À base de doações e campanhas de financiamento online, entidades suprem a falta de suporte e atendimento à população em vulnerabilidade por parte do poder público

Imagem mostra bandeira LGBTI+ em destaque pendurada em uma parede rosa dentro de um dormitório de uma casa de acolhimento

Foto: Imagem: Reprodução/Casa Florescer

10 de fevereiro de 2022

Diante do desamparo em vários âmbitos vivido por pessoas LGBTQIA+, as casas de acolhimento não-governamentais realizam um trabalho de suprir necessidades que não são acompanhadas pelo poder público. Entretanto, lidam com o desafio diário de criar ferramentas para que haja manutenção e continuidade de suas atividades. À base de doações e campanhas de financiamento on-line, estes espaços revelam um país que, ainda, não voltou os olhos para as especificidades desta população. 

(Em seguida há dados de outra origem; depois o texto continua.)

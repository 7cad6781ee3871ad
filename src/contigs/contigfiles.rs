//! Contig fasta files produced by the assembler are records named NODE_nnn_length_lll_cov_ccc.
//! We identify a contig by its node number. Consolidated files written between passes
//! use NODE_cccccc where cccccc is the zero padded common contig id, so the same parsing applies.
//!
//! Parsing is done with needletail, so multi line records and gzipped files are accepted.

use std::collections::HashMap;
use std::io::Write;
use std::path::{Path, PathBuf};

use needletail::errors::{ParseError, ParseErrorKind};
use needletail::parser::{write_fasta, FastxReader, LineEnding};

use crate::errors::{ContigMatchError, Result};
use crate::utils::files::write_atomically;

/// prefix preceding the node number in contig names
pub const NODE_PREFIX: &str = "NODE_";

// the digits opening rest, as a node number
fn leading_node_number(rest: &str) -> Option<u64> {
    let end = rest
        .find(|c: char| !c.is_ascii_digit())
        .unwrap_or(rest.len());
    if end == 0 {
        return None;
    }
    rest[..end].parse::<u64>().ok()
}

/// extracts the node number following the first NODE_ in a contig name, wherever it is.
/// Used for aligner output names. NODE_12_length_300_cov_8.5 gives 12, NODE_000012 gives 12.
pub fn parse_node_id(name: &str) -> Option<u64> {
    let start = name.find(NODE_PREFIX)? + NODE_PREFIX.len();
    leading_node_number(&name[start..])
} // end of parse_node_id

/// node number of a fasta header, which must begin with NODE_
pub fn parse_header_node_id(header: &str) -> Option<u64> {
    leading_node_number(header.strip_prefix(NODE_PREFIX)?)
}

fn to_parse_error(path: &Path, e: ParseError) -> ContigMatchError {
    ContigMatchError::FastaParse {
        path: path.to_path_buf(),
        msg: e.to_string(),
    }
}

/// Sequences of a contig file indexed by node number
#[derive(Clone, Debug, Default)]
pub struct ContigSet {
    /// file the sequences come from
    path: PathBuf,
    seqs: HashMap<u64, Vec<u8>>,
}

impl ContigSet {
    pub fn new(path: &Path) -> Self {
        ContigSet {
            path: path.to_path_buf(),
            seqs: HashMap::new(),
        }
    }

    /// inserts a sequence, returns true if node was already present (the new sequence replaces the old one)
    pub fn insert(&mut self, node: u64, seq: Vec<u8>) -> bool {
        self.seqs.insert(node, seq).is_some()
    }

    pub fn get(&self, node: u64) -> Option<&[u8]> {
        self.seqs.get(&node).map(|s| s.as_slice())
    }

    pub fn len(&self) -> usize {
        self.seqs.len()
    }

    pub fn is_empty(&self) -> bool {
        self.seqs.is_empty()
    }

    pub fn get_path(&self) -> &Path {
        &self.path
    }

    /// loads all records of a contig fasta file. An empty file gives an empty set.
    pub fn from_file(path: &Path) -> Result<Self> {
        if !path.exists() {
            return Err(ContigMatchError::MissingInput(path.to_path_buf()));
        }
        log::debug!("loading contigs from {:?}", path);
        match needletail::parse_fastx_file(path) {
            Ok(reader) => Self::from_fastx(path, reader),
            Err(e) if matches!(e.kind, ParseErrorKind::EmptyFile) => {
                log::warn!("contig file {:?} is empty", path);
                Ok(ContigSet::new(path))
            }
            Err(e) => Err(to_parse_error(path, e)),
        }
    } // end of from_file

    /// loads records from any reader, path is used for error reporting only
    pub fn from_reader<R>(path: &Path, input: R) -> Result<Self>
    where
        R: std::io::Read + Send,
    {
        match needletail::parse_fastx_reader(input) {
            Ok(reader) => Self::from_fastx(path, reader),
            Err(e) if matches!(e.kind, ParseErrorKind::EmptyFile) => Ok(ContigSet::new(path)),
            Err(e) => Err(to_parse_error(path, e)),
        }
    }

    fn from_fastx(path: &Path, mut reader: Box<dyn FastxReader + '_>) -> Result<Self> {
        let mut contigs = ContigSet::new(path);
        let mut nb_record = 0;
        while let Some(record) = reader.next() {
            let seqrec = record.map_err(|e| to_parse_error(path, e))?;
            nb_record += 1;
            let header = String::from_utf8_lossy(seqrec.id()).to_string();
            let node = parse_header_node_id(&header).ok_or_else(|| ContigMatchError::BadHeader {
                path: path.to_path_buf(),
                header: header.clone(),
            })?;
            if contigs.insert(node, seqrec.seq().into_owned()) {
                log::warn!("node {} appears twice in {:?}, keeping last record", node, path);
            }
        }
        log::debug!("file {:?}, nb record : {}, nb contigs : {}", path, nb_record, contigs.len());
        Ok(contigs)
    } // end of from_fastx
} // end of impl ContigSet

/// (re)writes a fasta file, one line of sequence per record.
/// The file is written through a temporary file and renamed at the end.
pub fn write_fasta_records<'a, I>(path: &Path, records: I) -> Result<usize>
where
    I: IntoIterator<Item = (String, &'a [u8])>,
{
    let mut nb_written = 0;
    write_atomically(path, |out| {
        for (header, seq) in records {
            write_fasta(header.as_bytes(), seq, out, LineEnding::Unix)
                .map_err(|e| to_parse_error(path, e))?;
            nb_written += 1;
        }
        Ok(())
    })?;
    log::debug!("wrote {} records in {:?}", nb_written, path);
    Ok(nb_written)
} // end of write_fasta_records

//=====================================================================================

/// counts of a flattening
#[derive(Clone, Copy, Debug, Default, PartialEq, Eq)]
pub struct FlattenSummary {
    pub nb_read: usize,
    pub nb_written: usize,
    /// records shorter than minimum size
    pub nb_filtered: usize,
}

/// Rewrites each record of a fasta file with its sequence on one line, dropping
/// sequences shorter than min_size. Headers are kept untouched.
pub fn flatten_fasta(input: &Path, out: &mut dyn Write, min_size: usize) -> Result<FlattenSummary> {
    if !input.exists() {
        return Err(ContigMatchError::MissingInput(input.to_path_buf()));
    }
    let mut summary = FlattenSummary::default();
    let mut reader = match needletail::parse_fastx_file(input) {
        Ok(reader) => reader,
        Err(e) if matches!(e.kind, ParseErrorKind::EmptyFile) => return Ok(summary),
        Err(e) => return Err(to_parse_error(input, e)),
    };
    while let Some(record) = reader.next() {
        let seqrec = record.map_err(|e| to_parse_error(input, e))?;
        summary.nb_read += 1;
        let seq = seqrec.seq();
        if seq.len() < min_size {
            log::trace!("dropping {}, length {}", String::from_utf8_lossy(seqrec.id()), seq.len());
            summary.nb_filtered += 1;
            continue;
        }
        write_fasta(seqrec.id(), &seq, out, LineEnding::Unix).map_err(|e| to_parse_error(input, e))?;
        summary.nb_written += 1;
    }
    out.flush().map_err(|e| ContigMatchError::io(input, e))?;
    Ok(summary)
} // end of flatten_fasta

Recentemente, a Casa Nem, ONG de acolhimento LGBTQIA+ com projetos sociais voltados para comunidade, sediada no Flamengo, no Rio de Janeiro, divulgou em suas redes sociais que poderia fechar as portas por falta de recursos. Fundada em 2016 pelo Grupo Transrevolução, a casa é administrada somente por pessoas trans e acolhe, em média, 25 pessoas.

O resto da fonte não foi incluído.